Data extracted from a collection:
[Start of section]
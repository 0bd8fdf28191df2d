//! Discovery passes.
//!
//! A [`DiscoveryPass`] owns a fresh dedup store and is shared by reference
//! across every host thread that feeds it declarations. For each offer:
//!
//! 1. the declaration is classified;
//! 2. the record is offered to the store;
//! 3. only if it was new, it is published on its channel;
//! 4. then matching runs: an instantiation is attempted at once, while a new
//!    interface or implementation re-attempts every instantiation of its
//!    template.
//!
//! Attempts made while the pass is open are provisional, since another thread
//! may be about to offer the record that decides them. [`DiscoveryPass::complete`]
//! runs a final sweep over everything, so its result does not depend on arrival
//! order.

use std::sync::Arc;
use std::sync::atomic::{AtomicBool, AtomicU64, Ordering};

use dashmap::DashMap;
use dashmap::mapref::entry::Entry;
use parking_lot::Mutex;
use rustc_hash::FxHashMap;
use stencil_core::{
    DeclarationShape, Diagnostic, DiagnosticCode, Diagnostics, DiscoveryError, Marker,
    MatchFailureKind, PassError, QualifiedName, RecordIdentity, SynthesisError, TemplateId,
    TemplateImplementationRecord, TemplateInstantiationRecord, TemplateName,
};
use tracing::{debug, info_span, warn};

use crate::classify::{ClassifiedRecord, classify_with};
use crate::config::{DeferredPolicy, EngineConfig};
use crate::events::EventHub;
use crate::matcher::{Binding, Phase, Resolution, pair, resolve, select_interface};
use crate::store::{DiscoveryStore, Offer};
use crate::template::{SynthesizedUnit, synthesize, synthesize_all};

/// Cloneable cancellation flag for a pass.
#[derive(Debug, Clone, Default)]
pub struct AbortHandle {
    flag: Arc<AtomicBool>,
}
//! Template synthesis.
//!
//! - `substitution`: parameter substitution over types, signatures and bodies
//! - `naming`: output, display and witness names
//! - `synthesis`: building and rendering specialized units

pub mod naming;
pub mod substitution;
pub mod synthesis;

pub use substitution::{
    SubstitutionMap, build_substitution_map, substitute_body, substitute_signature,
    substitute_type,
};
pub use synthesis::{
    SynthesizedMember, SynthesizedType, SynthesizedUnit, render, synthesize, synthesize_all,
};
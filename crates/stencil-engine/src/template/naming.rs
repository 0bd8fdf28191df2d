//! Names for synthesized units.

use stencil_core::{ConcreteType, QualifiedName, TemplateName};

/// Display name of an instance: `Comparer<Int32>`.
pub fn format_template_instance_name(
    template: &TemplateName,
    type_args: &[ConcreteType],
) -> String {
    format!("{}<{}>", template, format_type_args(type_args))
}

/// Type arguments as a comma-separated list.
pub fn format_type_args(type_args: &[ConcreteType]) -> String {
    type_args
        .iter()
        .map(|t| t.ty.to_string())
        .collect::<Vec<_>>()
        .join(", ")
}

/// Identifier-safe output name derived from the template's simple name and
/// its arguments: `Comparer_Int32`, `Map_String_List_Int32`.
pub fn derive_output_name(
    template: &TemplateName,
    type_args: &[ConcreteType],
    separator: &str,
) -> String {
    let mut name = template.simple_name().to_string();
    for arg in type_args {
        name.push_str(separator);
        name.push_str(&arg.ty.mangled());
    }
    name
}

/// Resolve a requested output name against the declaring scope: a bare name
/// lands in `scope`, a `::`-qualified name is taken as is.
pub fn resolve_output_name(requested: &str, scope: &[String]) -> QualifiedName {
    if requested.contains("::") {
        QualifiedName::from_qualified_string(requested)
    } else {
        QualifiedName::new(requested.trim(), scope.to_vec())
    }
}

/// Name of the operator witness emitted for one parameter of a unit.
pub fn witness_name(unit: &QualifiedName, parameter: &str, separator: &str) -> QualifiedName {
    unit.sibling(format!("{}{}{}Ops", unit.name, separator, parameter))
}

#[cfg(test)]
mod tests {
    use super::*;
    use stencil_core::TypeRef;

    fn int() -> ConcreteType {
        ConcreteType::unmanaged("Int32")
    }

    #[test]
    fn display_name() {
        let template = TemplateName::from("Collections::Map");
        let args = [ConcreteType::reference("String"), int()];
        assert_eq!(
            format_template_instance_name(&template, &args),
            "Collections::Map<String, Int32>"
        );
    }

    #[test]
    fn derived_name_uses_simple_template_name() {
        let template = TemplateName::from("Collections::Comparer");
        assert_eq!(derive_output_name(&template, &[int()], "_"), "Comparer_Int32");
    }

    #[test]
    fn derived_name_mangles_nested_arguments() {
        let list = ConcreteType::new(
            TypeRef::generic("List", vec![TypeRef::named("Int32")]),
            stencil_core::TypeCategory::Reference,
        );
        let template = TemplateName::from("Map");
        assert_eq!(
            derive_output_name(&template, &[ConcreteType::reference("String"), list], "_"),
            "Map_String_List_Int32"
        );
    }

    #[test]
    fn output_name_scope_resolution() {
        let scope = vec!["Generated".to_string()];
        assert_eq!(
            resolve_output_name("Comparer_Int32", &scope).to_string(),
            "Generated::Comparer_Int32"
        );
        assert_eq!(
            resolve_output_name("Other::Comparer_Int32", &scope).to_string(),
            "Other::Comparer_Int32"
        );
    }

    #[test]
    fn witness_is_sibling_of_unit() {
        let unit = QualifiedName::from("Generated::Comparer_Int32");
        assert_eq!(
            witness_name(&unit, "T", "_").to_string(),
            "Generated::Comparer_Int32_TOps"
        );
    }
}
[End of section]
→ **Task to carry out**:
Copy the entries word for word.

→ **Result for this exercise**:
repository 0bd8fdf28191df2d
//! Discovery passes.
//!
//! A [`DiscoveryPass`] owns a fresh dedup store and is shared by reference
//! across every host thread that feeds it declarations. For each offer:
//!
//! 1. the declaration is classified;
//! 2. the record is offered to the store;
//! 3. only if it was new, it is published on its channel;
//! 4. then matching runs: an instantiation is attempted at once, while a new
//!    interface or implementation re-attempts every instantiation of its
//!    template.
//!
//! Attempts made while the pass is open are provisional, since another thread
//! may be about to offer the record that decides them. [`DiscoveryPass::complete`]
//! runs a final sweep over everything, so its result does not depend on arrival
//! order.

use std::sync::Arc;
use std::sync::atomic::{AtomicBool, AtomicU64, Ordering};

use dashmap::DashMap;
use dashmap::mapref::entry::Entry;
use parking_lot::Mutex;
use rustc_hash::FxHashMap;
use stencil_core::{
    DeclarationShape, Diagnostic, DiagnosticCode, Diagnostics, DiscoveryError, Marker,
    MatchFailureKind, PassError, QualifiedName, RecordIdentity, SynthesisError, TemplateId,
    TemplateImplementationRecord, TemplateInstantiationRecord, TemplateName,
};
use tracing::{debug, info_span, warn};

use crate::classify::{ClassifiedRecord, classify_with};
use crate::config::{DeferredPolicy, EngineConfig};
use crate::events::EventHub;
use crate::matcher::{Binding, Phase, Resolution, pair, resolve, select_interface};
use crate::store::{DiscoveryStore, Offer};
use crate::template::{SynthesizedUnit, synthesize, synthesize_all};

/// Cloneable cancellation flag for a pass.
#[derive(Debug, Clone, Default)]
pub struct AbortHandle {
    flag: Arc<AtomicBool>,
}
//! Template synthesis.
//!
//! - `substitution`: parameter substitution over types, signatures and bodies
//! - `naming`: output, display and witness names
//! - `synthesis`: building and rendering specialized units

pub mod naming;
pub mod substitution;
pub mod synthesis;

pub use substitution::{
    SubstitutionMap, build_substitution_map, substitute_body, substitute_signature,
    substitute_type,
};
pub use synthesis::{
    SynthesizedMember, SynthesizedType, SynthesizedUnit, render, synthesize, synthesize_all,
};
filename crates/stencil-engine/src/template/naming.rs
repository 0bd8fdf28191df2d
//! Names for synthesized units.

use stencil_core::{ConcreteType, QualifiedName, TemplateName};

/// Display name of an instance: `Comparer<Int32>`.
pub fn format_template_instance_name(
    template: &TemplateName,
    type_args: &[ConcreteType],
) -> String {
    format!("{}<{}>", template, format_type_args(type_args))
}

/// Type arguments as a comma-separated list.
pub fn format_type_args(type_args: &[ConcreteType]) -> String {
    type_args
        .iter()
        .map(|t| t.ty.to_string())
        .collect::<Vec<_>>()
        .join(", ")
}

/// Identifier-safe output name derived from the template's simple name and
/// its arguments: `Comparer_Int32`, `Map_String_List_Int32`.
pub fn derive_output_name(
    template: &TemplateName,
    type_args: &[ConcreteType],
    separator: &str,
) -> String {
    let mut name = template.simple_name().to_string();
    for arg in type_args {
        name.push_str(separator);
        name.push_str(&arg.ty.mangled());
    }
    name
}

/// Resolve a requested output name against the declaring scope: a bare name
/// lands in `scope`, a `::`-qualified name is taken as is.
pub fn resolve_output_name(requested: &str, scope: &[String]) -> QualifiedName {
    if requested.contains("::") {
        QualifiedName::from_qualified_string(requested)
    } else {
        QualifiedName::new(requested.trim(), scope.to_vec())
    }
}

/// Name of the operator witness emitted for one parameter of a unit.
pub fn witness_name(unit: &QualifiedName, parameter: &str, separator: &str) -> QualifiedName {
    unit.sibling(format!("{}{}{}Ops", unit.name, separator, parameter))
}

#[cfg(test)]
mod tests {
    use super::*;
    use stencil_core::TypeRef;

    fn int() -> ConcreteType {
        ConcreteType::unmanaged("Int32")
    }

    #[test]
    fn display_name() {
        let template = TemplateName::from("Collections::Map");
        let args = [ConcreteType::reference("String"), int()];
        assert_eq!(
            format_template_instance_name(&template, &args),
            "Collections::Map<String, Int32>"
        );
    }

    #[test]
    fn derived_name_uses_simple_template_name() {
        let template = TemplateName::from("Collections::Comparer");
        assert_eq!(derive_output_name(&template, &[int()], "_"), "Comparer_Int32");
    }

    #[test]
    fn derived_name_mangles_nested_arguments() {
        let list = ConcreteType::new(
            TypeRef::generic("List", vec![TypeRef::named("Int32")]),
            stencil_core::TypeCategory::Reference,
        );
        let template = TemplateName::from("Map");
        assert_eq!(
            derive_output_name(&template, &[ConcreteType::reference("String"), list], "_"),
            "Map_String_List_Int32"
        );
    }

    #[test]
    fn output_name_scope_resolution() {
        let scope = vec!["Generated".to_string()];
        assert_eq!(
            resolve_output_name("Comparer_Int32", &scope).to_string(),
            "Generated::Comparer_Int32"
        );
        assert_eq!(
            resolve_output_name("Other::Comparer_Int32", &scope).to_string(),
            "Other::Comparer_Int32"
        );
    }

    #[test]
    fn witness_is_sibling_of_unit() {
        let unit = QualifiedName::from("Generated::Comparer_Int32");
        assert_eq!(
            witness_name(&unit, "T", "_").to_string(),
            "Generated::Comparer_Int32_TOps"
        );
    }
}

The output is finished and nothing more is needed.